ABOUT THIS EXERCISE | Lift out, unaltered, the lines of the material below between the line holding "impl<T> WorkQueueBuilder<T>" and the line holding "pub fn name(mut", counting both.

DATA FOR ANALYSIS |
//! Work Queue Engine
//!
//! A FIFO of keys with deduplication and at-most-one-in-flight delivery.
//!
//! Every key is in one of four states:
//!
//! - absent
//! - queued: dirty and waiting in the pending order
//! - in flight: handed out by [`WorkQueue::get`], not yet [`WorkQueue::done`]
//! - in flight and dirty: re-added while a worker holds it
//!
//! Adding a key that is already dirty is a no-op. Adding a key that is in
//! flight only marks it dirty; [`WorkQueue::done`] then puts it back at the
//! tail of the pending order, so it is never handed to two workers at once.
//!
//! All state sits behind a single `parking_lot::Mutex` paired with one
//! `Condvar`. [`WorkQueue::get`] is the only call that parks.

use std::collections::{HashSet, VecDeque};
use std::fmt;
use std::hash::Hash;
use std::marker::PhantomData;
use std::sync::Arc;
use std::time::Duration;

use log::{debug, trace};
use parking_lot::{Condvar, Mutex};

use crate::queue::clock::{Clock, RealClock};
use crate::queue::config::QueueConfig;
use crate::queue::error::{QueueError, QueueResult};
use crate::queue::metrics::{self, MetricsProvider, NoQueueMetrics, QueueMetrics};
use crate::queue::reporter::{self, Reporter};

/// The work queue contract
pub trait Interface<T>: Send + Sync {
    /// Mark `item` as needing processing
    fn add(&self, item: T);

    /// Number of items waiting to be handed out. Advisory only.
    fn len(&self) -> usize;

    /// Whether no items are waiting. Advisory only.
    fn is_empty(&self) -> bool {
        self.len() == 0
    }

    /// Block until an item is available; `None` once the queue has shut down
    fn get(&self) -> Option<T>;

    /// Mark `item` as finished
    fn done(&self, item: &T);

    /// Stop accepting items and release blocked `get` callers
    fn shut_down(&self);

    /// Stop accepting items and block until all admitted work is done
    fn shut_down_with_drain(&self);

    /// Whether shutdown has been requested
    fn shutting_down(&self) -> bool;
}

/// State guarded by the queue lock
pub(crate) struct State<T> {
    /// Keys waiting for a worker, in the order they became dirty
    pub(crate) queue: VecDeque<T>,
    /// Keys that need processing, queued or in flight
    pub(crate) dirty: HashSet<T>,
    /// Keys currently held by a worker
    pub(crate) processing: HashSet<T>,
    pub(crate) shutting_down: bool,
    pub(crate) drain: bool,
    pub(crate) metrics: Box<dyn QueueMetrics<T>>,
}

/// Lock and condition variable shared with the reporter thread
pub(crate) struct Shared<T> {
    pub(crate) state: Mutex<State<T>>,
    pub(crate) cond: Condvar,
}

/// Deduplicating FIFO work queue
///
/// Share it between producers and workers with an `Arc`. A typical worker:
///
/// ```
/// use workqueue::WorkQueue;
///
/// let queue: WorkQueue<String> = WorkQueue::new();
/// queue.add("pod/a".to_string());
/// queue.shut_down();
///
/// while let Some(key) = queue.get() {
///     // process key
///     queue.done(&key);
/// }
/// ```
pub struct WorkQueue<T> {
    name: Option<String>,
    pub(crate) shared: Arc<Shared<T>>,
    reporter: Option<Reporter>,
}

impl<T> WorkQueue<T>
where
    T: Eq + Hash + Clone + Send + 'static,
{
    /// Create an unnamed queue without metrics
    pub fn new() -> Self {
        Self::unstarted(None, Box::new(NoQueueMetrics))
    }

    /// Create a named queue reporting to the global metrics provider
    pub fn with_name(name: impl Into<String>) -> QueueResult<Self> {
        Self::builder().name(name).build()
    }

    /// Create a queue from a configuration, using the global metrics provider
    pub fn with_config(config: QueueConfig) -> QueueResult<Self> {
        Self::builder().config(config).build()
    }

    /// Start building a queue with explicit collaborators
    pub fn builder() -> WorkQueueBuilder<T> {
        WorkQueueBuilder::new()
    }

    fn unstarted(name: Option<String>, metrics: Box<dyn QueueMetrics<T>>) -> Self {
        let state = State {
            queue: VecDeque::new(),
            dirty: HashSet::new(),
            processing: HashSet::new(),
            shutting_down: false,
            drain: false,
            metrics,
        };

        Self {
            name,
            shared: Arc::new(Shared {
                state: Mutex::new(state),
                cond: Condvar::new(),
            }),
            reporter: None,
        }
    }

    /// Assemble a queue, starting the reporter unless metrics are disabled
    pub(crate) fn from_parts(
        name: Option<String>,
        clock: Arc<dyn Clock>,
        metrics: Box<dyn QueueMetrics<T>>,
        update_period: Duration,
    ) -> QueueResult<Self> {
        let reporting = !metrics.is_noop();
        let mut queue = Self::unstarted(name, metrics);

        if reporting {
            let reporter_name = queue.name.as_deref().unwrap_or("unnamed").to_string();
            let started = reporter::spawn(
                &reporter_name,
                Arc::clone(&queue.shared),
                clock,
                update_period,
            )
            .map_err(|e| {
                QueueError::operation_failed(format!(
                    "Failed to start unfinished work reporter for queue '{}': {}",
                    reporter_name, e
                ))
            })?;
            queue.reporter = Some(started);
        }

        debug!(
            "Created work queue '{}' (metrics: {})",
            queue.display_name(),
            reporting
        );
        Ok(queue)
    }

    /// Name the queue's metrics are registered under
    pub fn name(&self) -> Option<&str> {
        self.name.as_deref()
    }

    /// Whether an unfinished-work reporter thread was started
    pub fn has_reporter(&self) -> bool {
        self.reporter.is_some()
    }

    fn display_name(&self) -> &str {
        self.name.as_deref().unwrap_or("unnamed")
    }

    /// Mark `item` as needing processing
    ///
    /// Dropped silently once the queue is shutting down. Adding an item that
    /// is already dirty does nothing. Adding an item that is in flight marks
    /// it dirty so it is handed out again after its `done`.
    pub fn add(&self, item: T) {
        let mut state = self.shared.state.lock();
        if state.shutting_down {
            trace!("Queue '{}' is shutting down, dropping add", self.display_name());
            return;
        }
        if state.dirty.contains(&item) {
            return;
        }

        state.metrics.add(&item);
        state.dirty.insert(item.clone());
        if state.processing.contains(&item) {
            trace!(
                "Queue '{}' marked an in-flight item dirty",
                self.display_name()
            );
            return;
        }

        state.queue.push_back(item);
        self.shared.cond.notify_one();
    }

    /// Number of items waiting to be handed out
    ///
    /// This is a snapshot that may be stale as soon as it is returned; do
    /// not base flow-control decisions on it.
    pub fn len(&self) -> usize {
        self.shared.state.lock().queue.len()
    }

    /// Whether no items are waiting. Same caveats as [`WorkQueue::len`].
    pub fn is_empty(&self) -> bool {
        self.len() == 0
    }

    /// Block until an item is available and hand it out
    ///
    /// Returns `None` once the queue is shutting down and the pending order
    /// is empty; workers should exit their loop then. Items admitted before
    /// shutdown are still handed out first. There is no timeout.
    pub fn get(&self) -> Option<T> {
        let mut state = self.shared.state.lock();
        while state.queue.is_empty() && !state.shutting_down {
            self.shared.cond.wait(&mut state);
        }

        let item = state.queue.pop_front()?;
        state.metrics.get(&item);
        state.dirty.remove(&item);
        state.processing.insert(item.clone());
        Some(item)
    }

    /// Mark `item` as finished
    ///
    /// If it was re-added while in flight it goes back to the tail of the
    /// pending order. Calling this for an item that is not in flight is a
    /// no-op.
    pub fn done(&self, item: &T) {
        let mut state = self.shared.state.lock();
        if !state.processing.remove(item) {
            trace!(
                "Queue '{}' ignoring done for an item that is not in flight",
                self.display_name()
            );
            return;
        }
        state.metrics.done(item);

        if state.dirty.contains(item) {
            state.queue.push_back(item.clone());
            if state.drain {
                // A drain waiter shares the condvar and could swallow a
                // single wakeup meant for a worker.
                self.shared.cond.notify_all();
            } else {
                self.shared.cond.notify_one();
            }
        } else if state.processing.is_empty() {
            self.shared.cond.notify_all();
        }
    }

    /// Stop accepting items and wake every blocked `get`
    ///
    /// Does not wait for in-flight work. Queued items are still handed out
    /// until the pending order is empty.
    pub fn shut_down(&self) {
        let mut state = self.shared.state.lock();
        if !state.shutting_down {
            debug!("Shutting down work queue '{}'", self.display_name());
        }
        state.drain = false;
        state.shutting_down = true;
        self.shared.cond.notify_all();
    }

    /// Stop accepting items and block until every admitted item is done
    ///
    /// Workers keep receiving queued items until the backlog is gone. The
    /// wait ends once both the pending order and the in-flight set are
    /// empty, or when a plain [`WorkQueue::shut_down`] cancels the drain.
    /// Never call this from a worker that still holds an item.
    pub fn shut_down_with_drain(&self) {
        let mut state = self.shared.state.lock();
        debug!("Draining work queue '{}'", self.display_name());
        state.drain = true;
        state.shutting_down = true;
        self.shared.cond.notify_all();

        while state.drain && (!state.queue.is_empty() || !state.processing.is_empty()) {
            self.shared.cond.wait(&mut state);
        }
        if state.drain {
            debug!("Work queue '{}' drained", self.display_name());
        } else {
            debug!("Drain of work queue '{}' cancelled by shutdown", self.display_name());
        }
    }

    /// Whether shutdown has been requested
    pub fn shutting_down(&self) -> bool {
        self.shared.state.lock().shutting_down
    }
}

impl<T> Default for WorkQueue<T>
where
    T: Eq + Hash + Clone + Send + 'static,
{
    fn default() -> Self {
        Self::new()
    }
}

impl<T> Interface<T> for WorkQueue<T>
where
    T: Eq + Hash + Clone + Send + 'static,
{
    fn add(&self, item: T) {
        WorkQueue::add(self, item)
    }

    fn len(&self) -> usize {
        WorkQueue::len(self)
    }

    fn get(&self) -> Option<T> {
        WorkQueue::get(self)
    }

    fn done(&self, item: &T) {
        WorkQueue::done(self, item)
    }

    fn shut_down(&self) {
        WorkQueue::shut_down(self)
    }

    fn shut_down_with_drain(&self) {
        WorkQueue::shut_down_with_drain(self)
    }

    fn shutting_down(&self) -> bool {
        WorkQueue::shutting_down(self)
    }
}

impl<T> fmt::Debug for WorkQueue<T> {
    fn fmt(&self, f: &mut fmt::Formatter<'_>) -> fmt::Result {
        f.debug_struct("WorkQueue")
            .field("name", &self.name)
            .field("reporter", &self.reporter.is_some())
            .finish()
    }
}

impl<T> Drop for WorkQueue<T> {
    fn drop(&mut self) {
        {
            let mut state = self.shared.state.lock();
            state.drain = false;
            state.shutting_down = true;
            self.shared.cond.notify_all();
        }
        // The reporter takes the queue lock on each tick, so it is stopped
        // only after the lock above is released.
        if let Some(reporter) = self.reporter.take() {
            reporter.stop();
        }
    }
}

/// Builder for queues with an explicit metrics provider, clock or period
pub struct WorkQueueBuilder<T> {
    config: QueueConfig,
    update_period: Option<Duration>,
    metrics_provider: Option<Arc<dyn MetricsProvider>>,
    clock: Option<Arc<dyn Clock>>,
    _marker: PhantomData<fn() -> T>,
}

impl<T> WorkQueueBuilder<T>
where
    T: Eq + Hash + Clone + Send + 'static,
{
    pub fn new() -> Self {
        Self {
            config: QueueConfig::default(),
            update_period: None,
            metrics_provider: None,
            clock: None,
            _marker: PhantomData,
        }
    }

    /// Replace the whole configuration
    pub fn config(mut self, config: QueueConfig) -> Self {
        self.config = config;
        self
    }

    /// Name the metric sinks are registered under
    pub fn name(mut self, name: impl Into<String>) -> Self {
        self.config.name = Some(name.into());
        self
    }

    /// Interval between unfinished-work reports, overriding the configuration
    pub fn update_period(mut self, period: Duration) -> Self {
        self.update_period = Some(period);
        self
    }

    /// Metrics provider to use instead of the global one
    pub fn metrics_provider(mut self, provider: Arc<dyn MetricsProvider>) -> Self {
        self.metrics_provider = Some(provider);
        self
    }

    /// Clock to use instead of the wall clock
    pub fn clock(mut self, clock: Arc<dyn Clock>) -> Self {
        self.clock = Some(clock);
        self
    }

    pub fn build(self) -> QueueResult<WorkQueue<T>> {
        self.config.validate()?;
        let update_period = self
            .update_period
            .unwrap_or_else(|| self.config.update_period());
        if update_period.is_zero() {
            return Err(QueueError::invalid_config(
                "unfinished work update period must be greater than 0",
            ));
        }

        let clock = self.clock.unwrap_or_else(|| Arc::new(RealClock::new()));
        let provider = self.metrics_provider.unwrap_or_else(metrics::global_provider);
        let queue_metrics = metrics::new_queue_metrics(
            self.config.name.as_deref(),
            provider.as_ref(),
            Arc::clone(&clock),
        );

        WorkQueue::from_parts(self.config.name, clock, queue_metrics, update_period)
    }
}

impl<T> Default for WorkQueueBuilder<T>
where
    T: Eq + Hash + Clone + Send + 'static,
{
    fn default() -> Self {
        Self::new()
    }
}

EXERCISE OUTPUT |
impl<T> WorkQueueBuilder<T>
where
    T: Eq + Hash + Clone + Send + 'static,
{
    pub fn new() -> Self {
        Self {
            config: QueueConfig::default(),
            update_period: None,
            metrics_provider: None,
            clock: None,
            _marker: PhantomData,
        }
    }

    /// Replace the whole configuration
    pub fn config(mut self, config: QueueConfig) -> Self {
        self.config = config;
        self
    }

    /// Name the metric sinks are registered under
    pub fn name(mut self, name: impl Into<String>) -> Self {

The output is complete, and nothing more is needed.